In a logical prequel to the Septuagenarian Sex Shocker, this just in: middle-aged women who are sexually active continue to have sex! Even if they’re diagnosed with sexual dysfunction—a term that’s beginning to lose scientific credibility, and not soon enough. 


Here’s the backstory: when Viagra hit the market in 1998, it was so successful that researchers embarked on a search for a female version. A metric was necessary, so physicians devised a test called the Female Sexual Function Index. Only it turned out to be a lousy predictor. More than 85 percent of women in a University of Pittsburgh study reported remaining sexually active despite scoring poorly on the Index.  How come? Because its “focus on intercourse may not accurate reflect what constitute satisfying sex in this population,” concluded lead author Dr. Holly Thomas. It “may be labeling women as dysfunctional when women don’t have a problem.” 


Good news for women: no dysfunction, no need to medicate. Bad news for Pfizer, which sank millions into a Viagra for women to no avail, because—wait for it—female sexual response is complicated! Drugs were able to produce the symptoms of arousal, but didn’t address the actual problem, which in women is often a lack of sexual desire. Sex also changes over time, with intercourse becoming less important relative to kissing and intimate touching. One constant: women who rated sex as important were three times as likely to remain sexually active as those who didn’t. Yet big pharma’s search for a lucrative magic pill to “cure” the female libido continues.

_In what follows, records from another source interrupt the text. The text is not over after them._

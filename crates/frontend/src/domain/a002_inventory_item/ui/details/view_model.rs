use crate::shared::crud::{CrudMode, CrudStore};
use crate::shared::form::FormState;
use contracts::domain::a002_inventory_item::{InventoryItem, InventoryItemDto};
use leptos::prelude::*;
use std::sync::Arc;

/// Choices of the category select
pub const CATEGORY_CHOICES: [&str; 5] = ["Vật liệu xây", "Thép xây dựng", "Gạch xây", "Sơn", "Khác"];

#[derive(Clone, Copy)]
pub struct InventoryDetailsViewModel {
    pub store: CrudStore<InventoryItem>,
    pub form: FormState<InventoryItemDto>,
}

impl InventoryDetailsViewModel {
    pub fn new(store: CrudStore<InventoryItem>) -> Self {
        Self {
            store,
            form: FormState::new(),
        }
    }

    pub fn is_edit_mode(&self) -> bool {
        self.store.mode() == CrudMode::Editing
    }

    pub fn load(&self, selected: Option<Arc<InventoryItem>>) {
        self.form
            .reset(selected.map(|i| i.to_dto()).unwrap_or_default());
    }

    /// Validate and commit; status is derived from quantity and minimum stock
    pub fn save_command(&self) -> Option<Arc<InventoryItem>> {
        let dto = self.form.submit(InventoryItemDto::validate)?;
        match self.store.mode() {
            CrudMode::Creating => self
                .store
                .run("create", |s| s.submit_create(|id| InventoryItem::from_dto(id, &dto))),
            CrudMode::Editing => self.store.run("update", |s| s.submit_update(&dto.to_patch())),
            mode => {
                log::warn!("inventory save ignored in {:?}", mode);
                None
            }
        }
    }
}

#[cfg(test)]
mod tests {
    use super::*;
    use contracts::domain::a002_inventory_item::{seed, StockStatus};
    use contracts::shared::collection::from_seed;

    #[test]
    fn test_edit_quantity_rederives_status() {
        let owner = Owner::new();
        owner.with(|| {
            let store = CrudStore::new(from_seed(seed::inventory_items()));
            let vm = InventoryDetailsViewModel::new(store);
            let before = store.records();
            let first = before[0].clone();

            store.begin_edit(&first.id);
            vm.load(store.selected());
            vm.form.draft.update(|d| d.quantity = 0.0);
            let saved = vm.save_command().unwrap();

            assert_eq!(saved.status, StockStatus::OutOfStock);
            assert_eq!(saved.sku, first.sku);
            let after = store.records();
            assert!(!Arc::ptr_eq(&before[0], &after[0]));
            assert!(Arc::ptr_eq(&before[1], &after[1]));
        });
    }

    #[test]
    fn test_create_requires_fields() {
        let owner = Owner::new();
        owner.with(|| {
            let store = CrudStore::new(from_seed(seed::inventory_items()));
            let vm = InventoryDetailsViewModel::new(store);
            let before = store.records().len();

            store.begin_create();
            vm.load(None);
            assert!(vm.save_command().is_none());
            assert!(vm.form.error("sku").get_untracked().is_some());

            vm.form.reset(InventoryItemDto {
                name: "Đá 1x2".into(),
                category: CATEGORY_CHOICES[0].into(),
                sku: "DA-012".into(),
                quantity: 20.0,
                unit: "m³".into(),
                min_stock: 30.0,
                price: 320000.0,
                supplier: "Đá Biên Hòa".into(),
                location: "Kho B-01".into(),
            });
            let created = vm.save_command().unwrap();
            assert_eq!(created.status, StockStatus::LowStock);
            assert_eq!(store.records().len(), before + 1);
        });
    }
}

If the industry really wants to learn more about sex past midlife, how about a more holistic view that takes emotional and developmental factors into consideration? And how about including women in their 80s and 90s in studies? A 79-year-old woman complained to Dr. Camelia Davtyan, Director of women’s health at the UCLA Comprehensive Health Program, that she was bleeding during intercourse. The doctor prescribed daily vaginal lubricants and vaginal estrogen. “How am I going to use these results for her?” she asked. “I can’t because she’s too old.” Perhaps it’s one reason she’s lived so long; a healthy sex life is a predictor of longevity.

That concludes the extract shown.